* _Exercise prompt_
Show every line below where "closed" appears.
---------- Records shown ----------
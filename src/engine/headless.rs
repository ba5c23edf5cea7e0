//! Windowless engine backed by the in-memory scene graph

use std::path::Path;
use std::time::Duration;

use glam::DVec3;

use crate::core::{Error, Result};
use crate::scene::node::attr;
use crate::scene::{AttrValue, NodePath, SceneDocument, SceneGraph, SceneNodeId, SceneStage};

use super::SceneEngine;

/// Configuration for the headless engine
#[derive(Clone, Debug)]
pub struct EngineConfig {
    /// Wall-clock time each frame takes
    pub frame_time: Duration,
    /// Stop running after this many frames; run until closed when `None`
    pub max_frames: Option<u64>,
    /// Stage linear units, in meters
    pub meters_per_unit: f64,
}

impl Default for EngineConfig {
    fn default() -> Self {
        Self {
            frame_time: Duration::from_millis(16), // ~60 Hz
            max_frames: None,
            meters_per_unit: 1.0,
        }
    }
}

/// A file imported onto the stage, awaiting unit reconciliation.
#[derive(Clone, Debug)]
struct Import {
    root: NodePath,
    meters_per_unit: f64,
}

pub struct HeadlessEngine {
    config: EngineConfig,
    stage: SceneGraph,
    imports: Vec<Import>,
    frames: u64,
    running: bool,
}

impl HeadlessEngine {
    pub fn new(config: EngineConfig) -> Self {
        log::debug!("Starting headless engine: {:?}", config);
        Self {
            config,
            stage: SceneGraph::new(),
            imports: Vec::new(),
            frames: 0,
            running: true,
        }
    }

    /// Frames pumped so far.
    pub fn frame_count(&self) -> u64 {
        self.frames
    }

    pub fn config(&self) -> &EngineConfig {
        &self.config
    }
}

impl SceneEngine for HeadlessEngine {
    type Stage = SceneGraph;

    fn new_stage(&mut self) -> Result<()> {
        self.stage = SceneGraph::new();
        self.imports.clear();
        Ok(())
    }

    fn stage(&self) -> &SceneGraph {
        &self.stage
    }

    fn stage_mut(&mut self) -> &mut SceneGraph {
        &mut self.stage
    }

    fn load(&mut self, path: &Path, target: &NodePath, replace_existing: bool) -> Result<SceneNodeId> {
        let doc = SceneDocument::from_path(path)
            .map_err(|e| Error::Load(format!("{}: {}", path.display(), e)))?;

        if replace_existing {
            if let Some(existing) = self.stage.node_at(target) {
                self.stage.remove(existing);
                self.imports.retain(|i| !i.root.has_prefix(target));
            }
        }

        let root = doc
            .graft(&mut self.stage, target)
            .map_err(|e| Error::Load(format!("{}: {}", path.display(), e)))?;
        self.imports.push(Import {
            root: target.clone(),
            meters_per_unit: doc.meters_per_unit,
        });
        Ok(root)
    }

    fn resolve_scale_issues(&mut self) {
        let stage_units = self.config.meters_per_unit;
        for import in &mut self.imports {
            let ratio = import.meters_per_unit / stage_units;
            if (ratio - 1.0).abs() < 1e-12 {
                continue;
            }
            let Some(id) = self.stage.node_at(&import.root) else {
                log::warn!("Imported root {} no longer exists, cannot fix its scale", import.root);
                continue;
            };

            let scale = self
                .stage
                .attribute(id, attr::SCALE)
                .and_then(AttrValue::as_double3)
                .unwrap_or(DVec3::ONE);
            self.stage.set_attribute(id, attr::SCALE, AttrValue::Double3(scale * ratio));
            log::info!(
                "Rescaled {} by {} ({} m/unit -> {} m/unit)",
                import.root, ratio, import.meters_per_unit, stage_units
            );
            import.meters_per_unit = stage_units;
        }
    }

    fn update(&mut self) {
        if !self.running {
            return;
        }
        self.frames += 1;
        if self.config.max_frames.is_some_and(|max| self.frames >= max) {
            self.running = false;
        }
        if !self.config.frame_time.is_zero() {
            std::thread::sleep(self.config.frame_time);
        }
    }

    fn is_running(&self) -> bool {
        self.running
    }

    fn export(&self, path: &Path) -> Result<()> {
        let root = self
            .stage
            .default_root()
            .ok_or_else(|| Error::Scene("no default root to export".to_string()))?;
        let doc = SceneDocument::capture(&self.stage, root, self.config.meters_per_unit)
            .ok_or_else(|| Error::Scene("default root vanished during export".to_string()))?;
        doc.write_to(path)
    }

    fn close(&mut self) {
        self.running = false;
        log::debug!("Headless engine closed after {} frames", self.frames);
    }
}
----------
* _Answer section_
    /// Stop running after this many frames; run until closed when `None`
        log::debug!("Headless engine closed after {} frames", self.frames);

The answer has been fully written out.